(Saved entries)
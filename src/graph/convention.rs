/// The identifier conventions of a SUMO network export.
///
/// Internal edges model the interior of a junction and are named with a
/// reserved prefix (`:J3_0`). Large junctions are sometimes referred to by a
/// decorated name (`cluster_J3`), so junction identifiers are compared after
/// stripping everything before a configurable anchor character.
#[derive(Clone, Debug, PartialEq, Eq)]
pub struct NamingConvention {
    internal_prefix: String,
    junction_anchor: Option<char>,
}

impl Default for NamingConvention {
    fn default() -> Self {
        Self::new(":", Some('J'))
    }
}

impl NamingConvention {
    /// Creates a naming convention.
    pub fn new(internal_prefix: &str, junction_anchor: Option<char>) -> Self {
        Self {
            internal_prefix: internal_prefix.to_string(),
            junction_anchor,
        }
    }

    /// Returns true if the edge identifier names an internal edge.
    pub fn is_internal(&self, edge_id: &str) -> bool {
        !self.internal_prefix.is_empty() && edge_id.starts_with(&self.internal_prefix)
    }

    /// Reduces a junction identifier to its canonical form.
    pub fn normalize<'a>(&self, junction_id: &'a str) -> &'a str {
        let id = junction_id
            .strip_prefix(self.internal_prefix.as_str())
            .unwrap_or(junction_id);
        match self.junction_anchor {
            Some(anchor) => id.find(anchor).map_or(id, |idx| &id[idx..]),
            None => id,
        }
    }
}
//! Mathematical structs and functions.

use cgmath::{MetricSpace, Point2};

/// A 2D point
pub type Point2d = Point2<f64>;

/// The straight-line distance between two points.
pub fn distance(a: Point2d, b: Point2d) -> f64 {
    a.distance(b)
}

#[cfg(test)]
mod test {
    use super::*;
    use assert_approx_eq::assert_approx_eq;

    #[test]
    fn pythagoras() {
        assert_approx_eq!(
            distance(Point2d::new(0.0, 0.0), Point2d::new(3.0, 4.0)),
            5.0
        );
        assert_approx_eq!(distance(Point2d::new(-1.0, 2.0), Point2d::new(-1.0, 2.0)), 0.0);
    }
}
use log::debug;
use rand::seq::index::sample;
use rand::Rng;
use serde::Serialize;

use crate::graph::RoadGraph;
use crate::route::{RouteResult, RouteStatus};

/// A randomly generated route.
#[derive(Clone, Debug, PartialEq, Serialize)]
pub struct GeneratedRoute {
    /// A unique name for the route, such as `route_0`.
    pub id: String,
    /// The start junction.
    pub from: String,
    /// The end junction.
    pub to: String,
    /// The route itself.
    pub route: RouteResult,
}

/// Generates complete routes between random pairs of junctions.
///
/// Iteration ends once `max_attempts` consecutive junction pairs fail to
/// produce a complete, non-empty route.
pub struct RouteGenerator<'a, R> {
    graph: &'a RoadGraph,
    junctions: Vec<&'a str>,
    rng: R,
    max_attempts: usize,
    count: usize,
}

impl<'a, R: Rng> RouteGenerator<'a, R> {
    /// Creates a route generator.
    pub fn new(graph: &'a RoadGraph, rng: R, max_attempts: usize) -> Self {
        Self {
            graph,
            junctions: graph.junctions().map(|j| j.id()).collect(),
            rng,
            max_attempts,
            count: 0,
        }
    }

    /// Attempts to generate the next route.
    pub fn next_route(&mut self) -> Option<GeneratedRoute> {
        if self.junctions.len() < 2 {
            return None;
        }
        for _ in 0..self.max_attempts {
            let pair = sample(&mut self.rng, self.junctions.len(), 2);
            let (from, to) = (self.junctions[pair.index(0)], self.junctions[pair.index(1)]);
            let Ok(route) = self.graph.compute_route(from, to) else {
                continue;
            };
            if route.status() != RouteStatus::Complete || route.edges.is_empty() {
                debug!("Discarding route {} -> {}: {:?}", from, to, route.status());
                continue;
            }
            let id = format!("route_{}", self.count);
            self.count += 1;
            return Some(GeneratedRoute {
                id,
                from: from.to_string(),
                to: to.to_string(),
                route,
            });
        }
        None
    }
}

impl<'a, R: Rng> Iterator for RouteGenerator<'a, R> {
    type Item = GeneratedRoute;

    fn next(&mut self) -> Option<Self::Item> {
        self.next_route()
    }
}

## REQUIRED ACTION
Output the records verbatim, from the first line to the last.

## TASK OUTPUT
filename src/graph/convention.rs
/// The identifier conventions of a SUMO network export.
///
/// Internal edges model the interior of a junction and are named with a
/// reserved prefix (`:J3_0`). Large junctions are sometimes referred to by a
/// decorated name (`cluster_J3`), so junction identifiers are compared after
/// stripping everything before a configurable anchor character.
#[derive(Clone, Debug, PartialEq, Eq)]
pub struct NamingConvention {
    internal_prefix: String,
    junction_anchor: Option<char>,
}

impl Default for NamingConvention {
    fn default() -> Self {
        Self::new(":", Some('J'))
    }
}

impl NamingConvention {
    /// Creates a naming convention.
    pub fn new(internal_prefix: &str, junction_anchor: Option<char>) -> Self {
        Self {
            internal_prefix: internal_prefix.to_string(),
            junction_anchor,
        }
    }

    /// Returns true if the edge identifier names an internal edge.
    pub fn is_internal(&self, edge_id: &str) -> bool {
        !self.internal_prefix.is_empty() && edge_id.starts_with(&self.internal_prefix)
    }

    /// Reduces a junction identifier to its canonical form.
    pub fn normalize<'a>(&self, junction_id: &'a str) -> &'a str {
        let id = junction_id
            .strip_prefix(self.internal_prefix.as_str())
            .unwrap_or(junction_id);
        match self.junction_anchor {
            Some(anchor) => id.find(anchor).map_or(id, |idx| &id[idx..]),
            None => id,
        }
    }
}
//! Mathematical structs and functions.

use cgmath::{MetricSpace, Point2};

/// A 2D point
pub type Point2d = Point2<f64>;

/// The straight-line distance between two points.
pub fn distance(a: Point2d, b: Point2d) -> f64 {
    a.distance(b)
}

#[cfg(test)]
mod test {
    use super::*;
    use assert_approx_eq::assert_approx_eq;

    #[test]
    fn pythagoras() {
        assert_approx_eq!(
            distance(Point2d::new(0.0, 0.0), Point2d::new(3.0, 4.0)),
            5.0
        );
        assert_approx_eq!(distance(Point2d::new(-1.0, 2.0), Point2d::new(-1.0, 2.0)), 0.0);
    }
}
use log::debug;
use rand::seq::index::sample;
use rand::Rng;
use serde::Serialize;

use crate::graph::RoadGraph;
use crate::route::{RouteResult, RouteStatus};

/// A randomly generated route.
#[derive(Clone, Debug, PartialEq, Serialize)]
pub struct GeneratedRoute {
    /// A unique name for the route, such as `route_0`.
    pub id: String,
    /// The start junction.
    pub from: String,
    /// The end junction.
    pub to: String,
    /// The route itself.
    pub route: RouteResult,
}

/// Generates complete routes between random pairs of junctions.
///
/// Iteration ends once `max_attempts` consecutive junction pairs fail to
/// produce a complete, non-empty route.
pub struct RouteGenerator<'a, R> {
    graph: &'a RoadGraph,
    junctions: Vec<&'a str>,
    rng: R,
    max_attempts: usize,
    count: usize,
}

impl<'a, R: Rng> RouteGenerator<'a, R> {
    /// Creates a route generator.
    pub fn new(graph: &'a RoadGraph, rng: R, max_attempts: usize) -> Self {
        Self {
            graph,
            junctions: graph.junctions().map(|j| j.id()).collect(),
            rng,
            max_attempts,
            count: 0,
        }
    }

    /// Attempts to generate the next route.
    pub fn next_route(&mut self) -> Option<GeneratedRoute> {
        if self.junctions.len() < 2 {
            return None;
        }
        for _ in 0..self.max_attempts {
            let pair = sample(&mut self.rng, self.junctions.len(), 2);
            let (from, to) = (self.junctions[pair.index(0)], self.junctions[pair.index(1)]);
            let Ok(route) = self.graph.compute_route(from, to) else {
                continue;
            };
            if route.status() != RouteStatus::Complete || route.edges.is_empty() {
                debug!("Discarding route {} -> {}: {:?}", from, to, route.status());
                continue;
            }
            let id = format!("route_{}", self.count);
            self.count += 1;
            return Some(GeneratedRoute {
                id,
                from: from.to_string(),
                to: to.to_string(),
                route,
            });
        }
        None
    }
}

impl<'a, R: Rng> Iterator for RouteGenerator<'a, R> {
    type Item = GeneratedRoute;

    fn next(&mut self) -> Option<Self::Item> {
        self.next_route()
    }
}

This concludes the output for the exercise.